Every line below that holds "failed" must be copied.

■ ■ ■ ■

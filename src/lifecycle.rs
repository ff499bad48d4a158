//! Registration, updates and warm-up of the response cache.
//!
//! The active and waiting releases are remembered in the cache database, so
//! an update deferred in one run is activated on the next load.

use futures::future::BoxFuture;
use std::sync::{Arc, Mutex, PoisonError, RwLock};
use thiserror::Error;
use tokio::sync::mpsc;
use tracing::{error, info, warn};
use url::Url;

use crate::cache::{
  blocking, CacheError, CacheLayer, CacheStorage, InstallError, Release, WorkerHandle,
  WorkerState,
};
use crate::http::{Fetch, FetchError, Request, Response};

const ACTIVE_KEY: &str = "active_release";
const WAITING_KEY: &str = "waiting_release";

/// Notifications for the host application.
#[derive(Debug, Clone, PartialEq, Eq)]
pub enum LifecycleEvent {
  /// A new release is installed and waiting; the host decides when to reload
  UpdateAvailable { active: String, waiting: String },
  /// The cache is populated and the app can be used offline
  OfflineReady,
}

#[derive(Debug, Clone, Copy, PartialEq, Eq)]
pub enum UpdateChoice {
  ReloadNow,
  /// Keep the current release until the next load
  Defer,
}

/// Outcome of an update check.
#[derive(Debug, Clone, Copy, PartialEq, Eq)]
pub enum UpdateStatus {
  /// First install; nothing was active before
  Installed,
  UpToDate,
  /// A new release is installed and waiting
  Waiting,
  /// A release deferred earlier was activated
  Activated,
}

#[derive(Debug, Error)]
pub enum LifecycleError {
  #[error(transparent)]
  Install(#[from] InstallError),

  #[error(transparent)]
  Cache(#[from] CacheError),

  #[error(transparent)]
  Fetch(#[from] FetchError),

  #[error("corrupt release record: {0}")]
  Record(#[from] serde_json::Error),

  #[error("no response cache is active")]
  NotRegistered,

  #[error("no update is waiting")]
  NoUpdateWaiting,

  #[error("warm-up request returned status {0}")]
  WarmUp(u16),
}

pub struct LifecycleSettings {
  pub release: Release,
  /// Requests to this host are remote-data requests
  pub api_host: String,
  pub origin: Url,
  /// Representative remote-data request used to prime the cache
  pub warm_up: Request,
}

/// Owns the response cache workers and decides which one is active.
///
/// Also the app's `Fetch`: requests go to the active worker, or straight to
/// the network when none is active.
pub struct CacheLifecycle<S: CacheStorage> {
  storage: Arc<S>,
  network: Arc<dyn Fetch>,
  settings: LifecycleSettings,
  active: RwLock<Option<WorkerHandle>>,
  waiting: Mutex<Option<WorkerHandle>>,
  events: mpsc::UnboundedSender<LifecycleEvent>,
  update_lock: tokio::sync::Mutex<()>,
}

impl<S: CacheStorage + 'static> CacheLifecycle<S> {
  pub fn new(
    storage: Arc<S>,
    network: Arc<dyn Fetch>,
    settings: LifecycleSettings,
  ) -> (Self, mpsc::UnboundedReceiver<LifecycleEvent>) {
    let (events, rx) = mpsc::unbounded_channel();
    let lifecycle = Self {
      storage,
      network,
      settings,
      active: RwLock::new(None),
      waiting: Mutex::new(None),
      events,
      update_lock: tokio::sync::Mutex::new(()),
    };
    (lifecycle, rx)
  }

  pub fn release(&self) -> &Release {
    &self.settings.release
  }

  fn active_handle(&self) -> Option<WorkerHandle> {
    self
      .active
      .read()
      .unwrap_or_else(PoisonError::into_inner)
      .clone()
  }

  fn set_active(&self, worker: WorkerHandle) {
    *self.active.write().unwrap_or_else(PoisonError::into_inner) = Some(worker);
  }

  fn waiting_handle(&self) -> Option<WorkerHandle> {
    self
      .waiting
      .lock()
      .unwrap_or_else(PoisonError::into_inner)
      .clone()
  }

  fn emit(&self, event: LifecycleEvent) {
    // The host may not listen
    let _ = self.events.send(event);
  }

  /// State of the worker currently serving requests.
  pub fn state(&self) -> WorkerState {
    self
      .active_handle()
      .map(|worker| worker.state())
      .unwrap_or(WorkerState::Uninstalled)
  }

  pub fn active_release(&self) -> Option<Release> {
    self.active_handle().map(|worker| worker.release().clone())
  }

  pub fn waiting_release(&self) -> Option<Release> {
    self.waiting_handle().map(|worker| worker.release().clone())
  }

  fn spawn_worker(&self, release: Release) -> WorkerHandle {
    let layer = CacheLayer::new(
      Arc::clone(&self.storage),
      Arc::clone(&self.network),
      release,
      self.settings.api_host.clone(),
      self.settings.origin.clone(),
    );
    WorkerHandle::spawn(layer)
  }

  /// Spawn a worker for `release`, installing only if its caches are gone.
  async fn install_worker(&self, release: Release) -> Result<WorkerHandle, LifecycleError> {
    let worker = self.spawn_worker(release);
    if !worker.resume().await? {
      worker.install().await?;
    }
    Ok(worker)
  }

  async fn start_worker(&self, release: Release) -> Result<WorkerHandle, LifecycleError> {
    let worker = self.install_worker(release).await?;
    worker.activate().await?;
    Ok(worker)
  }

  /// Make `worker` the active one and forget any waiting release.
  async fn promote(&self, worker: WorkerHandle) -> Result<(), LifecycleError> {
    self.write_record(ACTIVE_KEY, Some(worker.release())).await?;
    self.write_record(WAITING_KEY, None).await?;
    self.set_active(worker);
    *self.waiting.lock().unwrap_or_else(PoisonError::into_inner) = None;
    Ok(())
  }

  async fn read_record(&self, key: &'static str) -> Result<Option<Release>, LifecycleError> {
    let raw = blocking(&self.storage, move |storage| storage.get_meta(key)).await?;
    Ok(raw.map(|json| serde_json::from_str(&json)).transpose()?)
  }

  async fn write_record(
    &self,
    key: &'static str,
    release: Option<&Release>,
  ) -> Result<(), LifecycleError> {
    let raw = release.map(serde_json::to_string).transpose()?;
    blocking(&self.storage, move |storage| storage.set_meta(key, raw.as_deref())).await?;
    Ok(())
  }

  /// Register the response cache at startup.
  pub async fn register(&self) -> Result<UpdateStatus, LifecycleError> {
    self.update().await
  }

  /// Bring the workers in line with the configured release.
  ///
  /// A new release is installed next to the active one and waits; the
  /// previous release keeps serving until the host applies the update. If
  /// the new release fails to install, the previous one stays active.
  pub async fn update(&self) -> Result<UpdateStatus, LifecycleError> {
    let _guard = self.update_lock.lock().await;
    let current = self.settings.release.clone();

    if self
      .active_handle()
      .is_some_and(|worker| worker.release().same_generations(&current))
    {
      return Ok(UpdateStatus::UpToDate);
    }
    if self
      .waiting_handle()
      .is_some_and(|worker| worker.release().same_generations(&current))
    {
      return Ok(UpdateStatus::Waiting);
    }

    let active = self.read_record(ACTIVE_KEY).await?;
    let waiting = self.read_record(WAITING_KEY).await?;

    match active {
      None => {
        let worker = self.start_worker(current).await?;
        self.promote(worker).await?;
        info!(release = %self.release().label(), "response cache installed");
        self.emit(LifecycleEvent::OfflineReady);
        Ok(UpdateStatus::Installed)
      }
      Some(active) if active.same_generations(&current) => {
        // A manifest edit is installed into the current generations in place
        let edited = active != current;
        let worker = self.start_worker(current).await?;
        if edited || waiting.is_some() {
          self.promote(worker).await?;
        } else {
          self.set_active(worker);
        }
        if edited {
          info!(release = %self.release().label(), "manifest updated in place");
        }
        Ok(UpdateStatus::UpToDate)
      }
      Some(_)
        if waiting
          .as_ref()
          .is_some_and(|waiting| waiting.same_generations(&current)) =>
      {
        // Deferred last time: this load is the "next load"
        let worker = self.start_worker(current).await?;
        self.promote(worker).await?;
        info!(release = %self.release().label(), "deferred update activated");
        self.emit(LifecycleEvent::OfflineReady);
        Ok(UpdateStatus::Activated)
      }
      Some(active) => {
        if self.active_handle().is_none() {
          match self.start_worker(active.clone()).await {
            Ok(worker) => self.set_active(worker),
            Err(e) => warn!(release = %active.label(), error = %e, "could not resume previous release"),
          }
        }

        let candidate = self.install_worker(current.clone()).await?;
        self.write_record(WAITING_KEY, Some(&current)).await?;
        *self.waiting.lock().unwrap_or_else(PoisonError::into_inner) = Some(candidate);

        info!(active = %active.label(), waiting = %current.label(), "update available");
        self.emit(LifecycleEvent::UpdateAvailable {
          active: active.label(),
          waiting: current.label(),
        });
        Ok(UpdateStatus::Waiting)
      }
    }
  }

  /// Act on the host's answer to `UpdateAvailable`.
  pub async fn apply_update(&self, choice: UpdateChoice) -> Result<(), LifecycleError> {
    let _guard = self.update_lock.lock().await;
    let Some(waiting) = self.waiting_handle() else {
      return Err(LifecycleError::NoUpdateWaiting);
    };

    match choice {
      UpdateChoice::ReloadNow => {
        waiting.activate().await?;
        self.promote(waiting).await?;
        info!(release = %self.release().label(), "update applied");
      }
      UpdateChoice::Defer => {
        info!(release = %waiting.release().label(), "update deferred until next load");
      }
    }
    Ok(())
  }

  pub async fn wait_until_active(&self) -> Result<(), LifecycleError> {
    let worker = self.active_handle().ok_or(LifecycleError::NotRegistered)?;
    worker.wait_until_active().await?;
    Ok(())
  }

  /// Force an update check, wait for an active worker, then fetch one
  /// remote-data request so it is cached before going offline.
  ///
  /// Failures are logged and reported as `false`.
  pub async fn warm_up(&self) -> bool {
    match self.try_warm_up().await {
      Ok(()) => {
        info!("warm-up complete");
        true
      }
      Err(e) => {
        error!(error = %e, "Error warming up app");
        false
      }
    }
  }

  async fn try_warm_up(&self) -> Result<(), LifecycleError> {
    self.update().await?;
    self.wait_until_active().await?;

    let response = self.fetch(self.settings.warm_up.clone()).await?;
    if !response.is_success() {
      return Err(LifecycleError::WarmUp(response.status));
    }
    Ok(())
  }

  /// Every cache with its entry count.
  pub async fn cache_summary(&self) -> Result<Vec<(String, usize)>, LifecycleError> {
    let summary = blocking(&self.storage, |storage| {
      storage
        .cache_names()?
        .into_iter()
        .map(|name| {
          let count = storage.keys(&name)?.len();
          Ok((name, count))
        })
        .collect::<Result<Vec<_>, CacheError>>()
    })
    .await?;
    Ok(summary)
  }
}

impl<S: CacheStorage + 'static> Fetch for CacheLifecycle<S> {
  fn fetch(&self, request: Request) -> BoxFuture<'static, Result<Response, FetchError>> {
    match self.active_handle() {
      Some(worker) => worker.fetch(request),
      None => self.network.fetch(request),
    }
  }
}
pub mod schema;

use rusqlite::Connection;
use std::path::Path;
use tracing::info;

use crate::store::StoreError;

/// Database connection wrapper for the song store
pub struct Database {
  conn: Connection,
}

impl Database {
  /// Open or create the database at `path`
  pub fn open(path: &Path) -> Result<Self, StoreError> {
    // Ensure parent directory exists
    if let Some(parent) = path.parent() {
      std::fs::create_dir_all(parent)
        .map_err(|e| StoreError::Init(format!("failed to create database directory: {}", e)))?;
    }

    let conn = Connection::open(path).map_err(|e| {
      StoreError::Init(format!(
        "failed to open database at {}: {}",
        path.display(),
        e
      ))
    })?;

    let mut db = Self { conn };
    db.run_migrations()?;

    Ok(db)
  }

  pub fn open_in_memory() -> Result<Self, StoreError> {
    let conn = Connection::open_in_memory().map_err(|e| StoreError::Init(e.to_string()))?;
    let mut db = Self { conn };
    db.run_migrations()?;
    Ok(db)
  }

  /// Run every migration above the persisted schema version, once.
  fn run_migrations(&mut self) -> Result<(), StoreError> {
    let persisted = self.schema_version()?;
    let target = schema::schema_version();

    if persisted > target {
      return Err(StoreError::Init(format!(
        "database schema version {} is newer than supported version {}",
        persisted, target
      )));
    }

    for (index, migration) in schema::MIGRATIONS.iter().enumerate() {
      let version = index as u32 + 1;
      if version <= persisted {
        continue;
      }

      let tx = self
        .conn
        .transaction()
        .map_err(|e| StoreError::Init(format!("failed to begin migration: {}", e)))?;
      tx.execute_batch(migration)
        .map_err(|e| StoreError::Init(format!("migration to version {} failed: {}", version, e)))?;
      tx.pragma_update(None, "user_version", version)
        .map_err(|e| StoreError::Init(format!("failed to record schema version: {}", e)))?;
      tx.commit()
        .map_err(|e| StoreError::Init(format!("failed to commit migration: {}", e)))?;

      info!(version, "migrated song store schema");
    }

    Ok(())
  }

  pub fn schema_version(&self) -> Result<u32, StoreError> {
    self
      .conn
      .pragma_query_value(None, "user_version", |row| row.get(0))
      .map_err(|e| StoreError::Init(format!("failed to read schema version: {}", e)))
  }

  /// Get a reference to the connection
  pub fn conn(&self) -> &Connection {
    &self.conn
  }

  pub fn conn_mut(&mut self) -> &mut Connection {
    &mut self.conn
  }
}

■ ■ ■ ■

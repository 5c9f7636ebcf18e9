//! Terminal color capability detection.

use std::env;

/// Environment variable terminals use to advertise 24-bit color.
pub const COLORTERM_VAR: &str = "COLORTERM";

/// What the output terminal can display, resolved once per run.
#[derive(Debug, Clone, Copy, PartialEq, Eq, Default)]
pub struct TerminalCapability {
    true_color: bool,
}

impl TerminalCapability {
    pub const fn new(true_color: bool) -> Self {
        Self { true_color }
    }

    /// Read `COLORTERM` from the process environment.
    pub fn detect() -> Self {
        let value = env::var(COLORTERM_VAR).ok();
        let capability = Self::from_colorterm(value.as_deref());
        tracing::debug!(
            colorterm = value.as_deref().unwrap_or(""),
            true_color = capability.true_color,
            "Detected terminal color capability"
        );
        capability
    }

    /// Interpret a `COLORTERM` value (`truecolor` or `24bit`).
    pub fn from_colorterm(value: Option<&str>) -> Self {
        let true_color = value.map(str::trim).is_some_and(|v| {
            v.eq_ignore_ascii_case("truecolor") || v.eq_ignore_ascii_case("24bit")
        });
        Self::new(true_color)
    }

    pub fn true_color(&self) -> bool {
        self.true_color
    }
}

■ ■ ■ ■

ANSWER FOR THIS EXERCISE |
        .map_err(|e| StoreError::Init(format!("failed to create database directory: {}", e)))?;
        "failed to open database at {}: {}",
        .map_err(|e| StoreError::Init(format!("failed to begin migration: {}", e)))?;
        .map_err(|e| StoreError::Init(format!("migration to version {} failed: {}", version, e)))?;
        .map_err(|e| StoreError::Init(format!("failed to record schema version: {}", e)))?;
        .map_err(|e| StoreError::Init(format!("failed to commit migration: {}", e)))?;
      .map_err(|e| StoreError::Init(format!("failed to read schema version: {}", e)))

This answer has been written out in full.